The corridor is a mural project inside the Italian Ambassador's Residency in Tirana
Text by Genti Gjikola
THE PAINTED WALLS
'Granted there is a wall, what's going on behind it?'
Jean Tardieu
Of course, it is useless to count all the painted figures, make an inventory of them, and say
precisely whether these drawings are truthful or apocryphal, whether they belong to this
world or point to another. In this work, there is no clear path that follows rational coordinates;
it seems that the artist is far more interested in the rhythmic continuity and figurative
exploration of her artistic repertoire than in creating a classical scheme to be read linearly.

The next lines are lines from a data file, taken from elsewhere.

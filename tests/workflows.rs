//! End-to-end workflows through the public API: load, transform, write,
//! reload.

use std::fs;
use std::path::{Path, PathBuf};

use supermatrix::collection::AlignmentCollection;
use supermatrix::formats::{parse_file, FileFormat, ParseError, ParseOptions};
use supermatrix::model::Coding;
use supermatrix::partition::PartitionTable;
use supermatrix::writer::{OutputFormat, WriteError, WriteOptions};
use supermatrix::zorro;

fn write_file(dir: &Path, name: &str, content: &str) -> PathBuf {
    let path = dir.join(name);
    fs::write(&path, content).unwrap();
    path
}

fn load(paths: &[PathBuf]) -> AlignmentCollection {
    AlignmentCollection::from_files(paths, &ParseOptions::default(), |_| {}).unwrap()
}

#[test]
fn test_concatenate_write_and_reverse() {
    let dir = tempfile::tempdir().unwrap();
    let a = write_file(dir.path(), "locusA.fasta", ">X\nACGT\n>Y\nACGG\n");
    let b = write_file(dir.path(), "locusB.fasta", ">X\nTT\n>Z\nAA\n");

    let loci = load(&[a, b]);
    let concat = loci.concatenate().unwrap();
    assert_eq!(concat.get_by_name("X").unwrap().data, "ACGTTT");
    assert_eq!(concat.get_by_name("Y").unwrap().data, "ACGGnn");
    assert_eq!(concat.get_by_name("Z").unwrap().data, "nnnnAA");

    let base = dir.path().join("super");
    let options = WriteOptions {
        formats: vec![OutputFormat::Phylip, OutputFormat::Nexus],
        ..WriteOptions::default()
    };
    concat.write_to_file(&base, &options).unwrap();

    let part_file = dir.path().join("super_part.File");
    assert_eq!(
        fs::read_to_string(&part_file).unwrap(),
        "DNA, locusA = 1-4\nDNA, locusB = 5-6\n"
    );

    // Reload the PHYLIP supermatrix and split it with its partition file
    let reloaded = parse_file(dir.path().join("super.phy")).unwrap();
    assert_eq!(reloaded.input_format, Some(FileFormat::Phylip));
    assert_eq!(reloaded.locus_length, 6);

    let table = PartitionTable::from_file(&part_file).unwrap();
    let parts = reloaded.reverse_concatenate(&table).unwrap();
    for (original, part) in loci.iter().zip(parts.iter()) {
        assert_eq!(original.name, part.name);
        assert_eq!(original.taxa_order(), part.taxa_order());
        for seq in &original.sequences {
            assert_eq!(part.get_by_name(&seq.id).unwrap().data, seq.data);
        }
        assert_eq!(part.partition_model.as_deref(), Some("DNA"));
    }

    // The NEXUS output carries the same matrix and the charsets
    let nexus = fs::read_to_string(dir.path().join("super.nex")).unwrap();
    assert!(nexus.contains("charset locusA = 1-4;"));
    let from_nexus = parse_file(dir.path().join("super.nex")).unwrap();
    assert_eq!(from_nexus.taxa_order(), vec!["X", "Y", "Z"]);
    assert_eq!(from_nexus.get_by_name("Z").unwrap().data, "nnnnAA");
}

#[test]
fn test_mixed_input_formats_and_models() {
    let dir = tempfile::tempdir().unwrap();
    let nexus = write_file(
        dir.path(),
        "gene1.nex",
        "#NEXUS\nbegin data;\nformat datatype=dna interleave;\nmatrix\n\
         A ACG\nB ACC\n\nA TTA\nB TTG\n;\nend;\nbegin mrbayes;\nlset nst=6;\nend;\n",
    );
    let phylip = write_file(dir.path(), "gene2.phy", "2 4\nA GGGG\nC CCCC\n");

    let concat = load(&[nexus, phylip]).concatenate().unwrap();
    assert_eq!(concat.get_by_name("A").unwrap().data, "ACGTTAGGGG");
    assert_eq!(concat.get_by_name("B").unwrap().data, "ACCTTGnnnn");
    assert_eq!(concat.get_by_name("C").unwrap().data, "nnnnnnCCCC");
    assert_eq!(concat.model, vec!["lset nst=6;".to_string()]);

    let base = dir.path().join("models");
    concat.write_to_file(&base, &WriteOptions::default()).unwrap();
    let written = fs::read_to_string(dir.path().join("models.nex")).unwrap();
    assert!(written.contains("\tlset applyto=(1) nst=6;\n"));
    assert!(written.contains("partition part = 2: gene1, gene2;"));
}

#[test]
fn test_collapse_sidecar_and_output() {
    let dir = tempfile::tempdir().unwrap();
    let path = write_file(dir.path(), "haps.fas", ">A\nACGT\n>B\nACGT\n>C\nTTTT\n");

    let mut alignment = parse_file(&path).unwrap();
    let haplotypes = alignment.collapse();
    let base = dir.path().join("haps_out");
    haplotypes.write_sidecar(&base).unwrap();

    let options = WriteOptions {
        formats: vec![OutputFormat::Fasta],
        ..WriteOptions::default()
    };
    alignment.write_to_file(&base, &options).unwrap();

    assert_eq!(
        fs::read_to_string(dir.path().join("haps_out.haplotypes")).unwrap(),
        "Hap_1: A; B\nHap_2: C\n"
    );
    assert_eq!(
        fs::read_to_string(dir.path().join("haps_out.fas")).unwrap(),
        ">Hap_1\nACGT\n>Hap_2\nTTTT\n"
    );
}

#[test]
fn test_gap_coding_is_nexus_only() {
    let dir = tempfile::tempdir().unwrap();
    let path = write_file(dir.path(), "indels.fas", ">A\nAC--GT\n>B\nACTTGT\n");

    let mut alignment = parse_file(&path).unwrap();
    assert_eq!(alignment.code_gaps('-'), Some((7, 7)));

    let base = dir.path().join("coded");
    let fasta = WriteOptions {
        formats: vec![OutputFormat::Fasta],
        ..WriteOptions::default()
    };
    assert!(matches!(
        alignment.write_to_file(&base, &fasta),
        Err(WriteError::GapCodedOutput { .. })
    ));
    assert!(!dir.path().join("coded.fas").exists());

    alignment.write_to_file(&base, &WriteOptions::default()).unwrap();
    let nexus = fs::read_to_string(dir.path().join("coded.nex")).unwrap();
    assert!(nexus.contains("nchar=7"));
    assert!(nexus.contains("datatype=mixed(DNA:1-6,restriction:7-7)"));
}

#[test]
fn test_protein_padding_and_partition_model() {
    let dir = tempfile::tempdir().unwrap();
    let a = write_file(dir.path(), "p1.fas", ">A\nMKLVWQERTY\n>B\nMKLVWQERTF\n");
    let b = write_file(dir.path(), "p2.fas", ">A\nPLKMWE\n");

    let concat = load(&[a, b]).concatenate().unwrap();
    assert_eq!(concat.code.coding, Coding::Protein);
    assert_eq!(concat.get_by_name("B").unwrap().data, "MKLVWQERTFxxxxxx");

    let base = dir.path().join("prot");
    let options = WriteOptions {
        formats: vec![OutputFormat::Phylip],
        protein_model: "LG".to_string(),
        ..WriteOptions::default()
    };
    concat.write_to_file(&base, &options).unwrap();
    assert_eq!(
        fs::read_to_string(dir.path().join("prot_part.File")).unwrap(),
        "LG, p1 = 1-10\nLG, p2 = 11-16\n"
    );
}

#[test]
fn test_duplicate_taxa_abort_the_batch() {
    let dir = tempfile::tempdir().unwrap();
    let good = write_file(dir.path(), "good.fas", ">A\nACGT\n");
    let dup = write_file(
        dir.path(),
        "dup.nex",
        "#NEXUS\nbegin data;\nmatrix\nA ACGT\nB ACGG\nA TTTT\n;\nend;\n",
    );

    match parse_file(&dup) {
        Err(ParseError::DuplicateTaxa { names, .. }) => assert_eq!(names, vec!["A".to_string()]),
        other => panic!("unexpected result: {other:?}"),
    }
    let result = AlignmentCollection::from_files(&[good, dup], &ParseOptions::default(), |_| {});
    assert!(result.is_err());
}

#[test]
fn test_zorro_weights_follow_inputs() {
    let dir = tempfile::tempdir().unwrap();
    let a = write_file(dir.path(), "a.fas", ">A\nACG\n");
    let b = write_file(dir.path(), "b.fas", ">A\nTT\n");
    write_file(dir.path(), "a_zorro.out", "0.5\n1.5\n2.49\n");
    write_file(dir.path(), "b_zorro.out", "3.7\n\n4.5\n");

    let weights = zorro::concatenate_weights(&[a, b], zorro::DEFAULT_SUFFIX).unwrap();
    assert_eq!(weights, vec![0, 2, 2, 4, 4]);

    let path = zorro::write_weights(&dir.path().join("all"), zorro::DEFAULT_SUFFIX, &weights)
        .unwrap();
    assert_eq!(fs::read_to_string(path).unwrap(), "0\n2\n2\n4\n4\n");
}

Setting boundaries for the interpretation of the work would be particularly harmful to its
poetics.
To me, Ledia is a visitor in the villa who one winter night left her bed and went out and
painted the narrow corridor because she couldn’t sleep. Thus, the passageway acquired
another identity, that of the Lascaux cave; I imagine visitors discovering the mysteries of the
gallery one by one on nights when there is no light, with lighted matches and torches in their
hands.
Over the virgin walls Ledia adds details from the city's intriguing history, child-like touches,
fragments of dreams, limbs of gentle animals and savage people, here and there Swiftian
scenes from Gulliver's Travels, geometric ephemera, and compact formulations with lines,
dots and migratory birds. Eyes that cry over eyes that wait for the tears and drip into a glass,
do not cause sadness but awaken reflections on sight itself, on the eye and the gaze. Those
people who fly towards the sky next to the pyramids and straight into the spirit of the clouds
are as mysterious as those who stand melancholy on the steps that open under their feet
and wait - with suitcases in hand - to discover either hell or heaven. There is a scene with
many false starts: for the contestants and the spectators, it says: AGAIN. The whole corridor
is an imaginary repertoire, a set complete with props that awaits us before entering the room
and hits us as we leave it.
Even when the scene – just before the end of the corridor - rises to a higher level of
seriousness and compactness where the totemic figure of the leader, of the idol, is easily
discernible by the visual idiom of the figure standing atop the pedestal, Ledia's style is just
as elaborate and compressed as when she paints, for example, a toe, a road sign, a torso….
Even in this apparently classical composition, we are in harmony with every preceding
tableau and with the prior stylistics of description. The Apotheosis (a most fitting word for this
scene) is found under the visual petal of descriptive simplicity, worked out in detail with
finesse and refinement. This scene – so pertinent in the current times – adds to the tension
between observation, mystery and history.
If someone is not convinced by such a portrayal, I will quote - not without purpose - from J.L.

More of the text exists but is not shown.